Task details. I need all of the entries printed exactly.

Stored data.
────────────────────
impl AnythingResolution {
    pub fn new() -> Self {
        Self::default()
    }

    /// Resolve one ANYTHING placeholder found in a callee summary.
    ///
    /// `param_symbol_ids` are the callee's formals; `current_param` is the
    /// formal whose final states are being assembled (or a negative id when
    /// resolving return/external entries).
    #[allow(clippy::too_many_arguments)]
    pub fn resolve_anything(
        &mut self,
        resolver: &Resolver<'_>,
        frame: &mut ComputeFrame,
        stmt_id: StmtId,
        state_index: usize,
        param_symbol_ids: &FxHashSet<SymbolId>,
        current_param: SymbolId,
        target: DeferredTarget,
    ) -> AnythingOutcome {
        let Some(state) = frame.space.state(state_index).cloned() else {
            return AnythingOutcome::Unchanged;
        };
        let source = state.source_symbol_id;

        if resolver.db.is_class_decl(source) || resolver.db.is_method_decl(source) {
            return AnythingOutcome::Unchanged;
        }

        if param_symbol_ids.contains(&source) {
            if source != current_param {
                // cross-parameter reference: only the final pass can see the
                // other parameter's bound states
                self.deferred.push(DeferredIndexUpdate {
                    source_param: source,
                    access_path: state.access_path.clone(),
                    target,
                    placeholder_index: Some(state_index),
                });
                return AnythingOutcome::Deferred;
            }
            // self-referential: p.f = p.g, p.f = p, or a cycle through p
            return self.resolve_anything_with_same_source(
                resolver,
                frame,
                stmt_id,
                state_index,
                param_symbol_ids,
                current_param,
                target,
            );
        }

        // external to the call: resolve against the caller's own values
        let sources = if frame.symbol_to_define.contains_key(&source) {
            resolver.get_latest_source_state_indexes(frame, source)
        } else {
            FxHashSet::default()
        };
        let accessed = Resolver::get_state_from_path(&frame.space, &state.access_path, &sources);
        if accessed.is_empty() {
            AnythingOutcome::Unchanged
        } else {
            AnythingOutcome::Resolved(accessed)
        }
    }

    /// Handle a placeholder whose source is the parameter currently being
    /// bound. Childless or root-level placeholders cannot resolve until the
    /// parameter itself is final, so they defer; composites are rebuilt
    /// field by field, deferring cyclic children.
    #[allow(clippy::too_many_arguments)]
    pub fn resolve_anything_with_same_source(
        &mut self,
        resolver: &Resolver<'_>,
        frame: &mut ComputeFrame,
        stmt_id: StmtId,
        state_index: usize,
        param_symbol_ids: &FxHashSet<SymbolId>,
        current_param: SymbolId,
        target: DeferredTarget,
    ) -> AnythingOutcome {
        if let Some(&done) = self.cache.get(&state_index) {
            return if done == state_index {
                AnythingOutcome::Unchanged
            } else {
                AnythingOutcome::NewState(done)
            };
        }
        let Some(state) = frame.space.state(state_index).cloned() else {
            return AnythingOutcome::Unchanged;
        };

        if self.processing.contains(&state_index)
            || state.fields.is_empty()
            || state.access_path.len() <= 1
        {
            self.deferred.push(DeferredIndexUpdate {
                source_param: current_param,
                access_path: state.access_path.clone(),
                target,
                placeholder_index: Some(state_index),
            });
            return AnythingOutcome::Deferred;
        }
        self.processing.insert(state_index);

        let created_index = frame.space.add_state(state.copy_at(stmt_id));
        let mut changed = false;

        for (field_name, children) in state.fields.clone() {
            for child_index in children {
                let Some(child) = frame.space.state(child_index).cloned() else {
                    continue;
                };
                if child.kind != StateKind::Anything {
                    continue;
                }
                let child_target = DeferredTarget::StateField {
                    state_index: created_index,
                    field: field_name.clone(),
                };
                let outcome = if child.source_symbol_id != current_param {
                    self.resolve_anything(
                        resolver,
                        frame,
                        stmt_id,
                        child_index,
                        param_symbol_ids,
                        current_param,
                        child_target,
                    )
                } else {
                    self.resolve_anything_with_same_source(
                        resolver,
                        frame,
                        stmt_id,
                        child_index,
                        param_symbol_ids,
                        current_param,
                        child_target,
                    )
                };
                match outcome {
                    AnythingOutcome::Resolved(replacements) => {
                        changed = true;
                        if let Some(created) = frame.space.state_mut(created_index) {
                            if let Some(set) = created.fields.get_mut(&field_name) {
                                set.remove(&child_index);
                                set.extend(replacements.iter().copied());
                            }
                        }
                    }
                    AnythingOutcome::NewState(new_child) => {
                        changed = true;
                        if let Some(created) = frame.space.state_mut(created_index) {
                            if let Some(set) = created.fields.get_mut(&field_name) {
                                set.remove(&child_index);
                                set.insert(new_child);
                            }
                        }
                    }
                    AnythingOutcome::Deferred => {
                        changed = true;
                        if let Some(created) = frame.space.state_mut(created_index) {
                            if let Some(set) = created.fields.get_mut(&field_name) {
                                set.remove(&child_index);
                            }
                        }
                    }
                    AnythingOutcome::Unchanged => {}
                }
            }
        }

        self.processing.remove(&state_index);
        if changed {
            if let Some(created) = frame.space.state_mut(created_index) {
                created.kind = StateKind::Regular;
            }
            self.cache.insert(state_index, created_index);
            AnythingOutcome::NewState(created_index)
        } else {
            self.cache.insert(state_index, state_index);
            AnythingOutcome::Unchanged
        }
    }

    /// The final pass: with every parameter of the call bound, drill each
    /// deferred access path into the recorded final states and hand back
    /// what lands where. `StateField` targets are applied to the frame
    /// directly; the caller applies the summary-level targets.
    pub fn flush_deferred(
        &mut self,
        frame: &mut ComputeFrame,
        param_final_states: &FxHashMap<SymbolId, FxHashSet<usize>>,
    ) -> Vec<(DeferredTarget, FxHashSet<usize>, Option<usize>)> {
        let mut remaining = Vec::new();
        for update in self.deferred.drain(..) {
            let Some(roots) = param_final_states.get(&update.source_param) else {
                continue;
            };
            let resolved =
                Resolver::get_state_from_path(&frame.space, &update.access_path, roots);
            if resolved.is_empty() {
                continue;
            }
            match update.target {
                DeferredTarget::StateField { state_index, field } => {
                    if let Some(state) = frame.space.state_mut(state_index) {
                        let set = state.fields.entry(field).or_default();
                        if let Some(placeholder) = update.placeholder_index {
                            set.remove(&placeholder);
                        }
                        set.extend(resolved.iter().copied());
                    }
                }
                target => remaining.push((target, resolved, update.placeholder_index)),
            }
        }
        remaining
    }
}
────────────────────
Written solution.
impl AnythingResolution {
    pub fn new() -> Self {
        Self::default()
    }

    /// Resolve one ANYTHING placeholder found in a callee summary.
    ///
    /// `param_symbol_ids` are the callee's formals; `current_param` is the
    /// formal whose final states are being assembled (or a negative id when
    /// resolving return/external entries).
    #[allow(clippy::too_many_arguments)]
    pub fn resolve_anything(
        &mut self,
        resolver: &Resolver<'_>,
        frame: &mut ComputeFrame,
        stmt_id: StmtId,
        state_index: usize,
        param_symbol_ids: &FxHashSet<SymbolId>,
        current_param: SymbolId,
        target: DeferredTarget,
    ) -> AnythingOutcome {
        let Some(state) = frame.space.state(state_index).cloned() else {
            return AnythingOutcome::Unchanged;
        };
        let source = state.source_symbol_id;

        if resolver.db.is_class_decl(source) || resolver.db.is_method_decl(source) {
            return AnythingOutcome::Unchanged;
        }

        if param_symbol_ids.contains(&source) {
            if source != current_param {
                // cross-parameter reference: only the final pass can see the
                // other parameter's bound states
                self.deferred.push(DeferredIndexUpdate {
                    source_param: source,
                    access_path: state.access_path.clone(),
                    target,
                    placeholder_index: Some(state_index),
                });
                return AnythingOutcome::Deferred;
            }
            // self-referential: p.f = p.g, p.f = p, or a cycle through p
            return self.resolve_anything_with_same_source(
                resolver,
                frame,
                stmt_id,
                state_index,
                param_symbol_ids,
                current_param,
                target,
            );
        }

        // external to the call: resolve against the caller's own values
        let sources = if frame.symbol_to_define.contains_key(&source) {
            resolver.get_latest_source_state_indexes(frame, source)
        } else {
            FxHashSet::default()
        };
        let accessed = Resolver::get_state_from_path(&frame.space, &state.access_path, &sources);
        if accessed.is_empty() {
            AnythingOutcome::Unchanged
        } else {
            AnythingOutcome::Resolved(accessed)
        }
    }

    /// Handle a placeholder whose source is the parameter currently being
    /// bound. Childless or root-level placeholders cannot resolve until the
    /// parameter itself is final, so they defer; composites are rebuilt
    /// field by field, deferring cyclic children.
    #[allow(clippy::too_many_arguments)]
    pub fn resolve_anything_with_same_source(
        &mut self,
        resolver: &Resolver<'_>,
        frame: &mut ComputeFrame,
        stmt_id: StmtId,
        state_index: usize,
        param_symbol_ids: &FxHashSet<SymbolId>,
        current_param: SymbolId,
        target: DeferredTarget,
    ) -> AnythingOutcome {
        if let Some(&done) = self.cache.get(&state_index) {
            return if done == state_index {
                AnythingOutcome::Unchanged
            } else {
                AnythingOutcome::NewState(done)
            };
        }
        let Some(state) = frame.space.state(state_index).cloned() else {
            return AnythingOutcome::Unchanged;
        };

        if self.processing.contains(&state_index)
            || state.fields.is_empty()
            || state.access_path.len() <= 1
        {
            self.deferred.push(DeferredIndexUpdate {
                source_param: current_param,
                access_path: state.access_path.clone(),
                target,
                placeholder_index: Some(state_index),
            });
            return AnythingOutcome::Deferred;
        }
        self.processing.insert(state_index);

        let created_index = frame.space.add_state(state.copy_at(stmt_id));
        let mut changed = false;

        for (field_name, children) in state.fields.clone() {
            for child_index in children {
                let Some(child) = frame.space.state(child_index).cloned() else {
                    continue;
                };
                if child.kind != StateKind::Anything {
                    continue;
                }
                let child_target = DeferredTarget::StateField {
                    state_index: created_index,
                    field: field_name.clone(),
                };
                let outcome = if child.source_symbol_id != current_param {
                    self.resolve_anything(
                        resolver,
                        frame,
                        stmt_id,
                        child_index,
                        param_symbol_ids,
                        current_param,
                        child_target,
                    )
                } else {
                    self.resolve_anything_with_same_source(
                        resolver,
                        frame,
                        stmt_id,
                        child_index,
                        param_symbol_ids,
                        current_param,
                        child_target,
                    )
                };
                match outcome {
                    AnythingOutcome::Resolved(replacements) => {
                        changed = true;
                        if let Some(created) = frame.space.state_mut(created_index) {
                            if let Some(set) = created.fields.get_mut(&field_name) {
                                set.remove(&child_index);
                                set.extend(replacements.iter().copied());
                            }
                        }
                    }
                    AnythingOutcome::NewState(new_child) => {
                        changed = true;
                        if let Some(created) = frame.space.state_mut(created_index) {
                            if let Some(set) = created.fields.get_mut(&field_name) {
                                set.remove(&child_index);
                                set.insert(new_child);
                            }
                        }
                    }
                    AnythingOutcome::Deferred => {
                        changed = true;
                        if let Some(created) = frame.space.state_mut(created_index) {
                            if let Some(set) = created.fields.get_mut(&field_name) {
                                set.remove(&child_index);
                            }
                        }
                    }
                    AnythingOutcome::Unchanged => {}
                }
            }
        }

        self.processing.remove(&state_index);
        if changed {
            if let Some(created) = frame.space.state_mut(created_index) {
                created.kind = StateKind::Regular;
            }
            self.cache.insert(state_index, created_index);
            AnythingOutcome::NewState(created_index)
        } else {
            self.cache.insert(state_index, state_index);
            AnythingOutcome::Unchanged
        }
    }

    /// The final pass: with every parameter of the call bound, drill each
    /// deferred access path into the recorded final states and hand back
    /// what lands where. `StateField` targets are applied to the frame
    /// directly; the caller applies the summary-level targets.
    pub fn flush_deferred(
        &mut self,
        frame: &mut ComputeFrame,
        param_final_states: &FxHashMap<SymbolId, FxHashSet<usize>>,
    ) -> Vec<(DeferredTarget, FxHashSet<usize>, Option<usize>)> {
        let mut remaining = Vec::new();
        for update in self.deferred.drain(..) {
            let Some(roots) = param_final_states.get(&update.source_param) else {
                continue;
            };
            let resolved =
                Resolver::get_state_from_path(&frame.space, &update.access_path, roots);
            if resolved.is_empty() {
                continue;
            }
            match update.target {
                DeferredTarget::StateField { state_index, field } => {
                    if let Some(state) = frame.space.state_mut(state_index) {
                        let set = state.fields.entry(field).or_default();
                        if let Some(placeholder) = update.placeholder_index {
                            set.remove(&placeholder);
                        }
                        set.extend(resolved.iter().copied());
                    }
                }
                target => remaining.push((target, resolved, update.placeholder_index)),
            }
        }
        remaining
    }
}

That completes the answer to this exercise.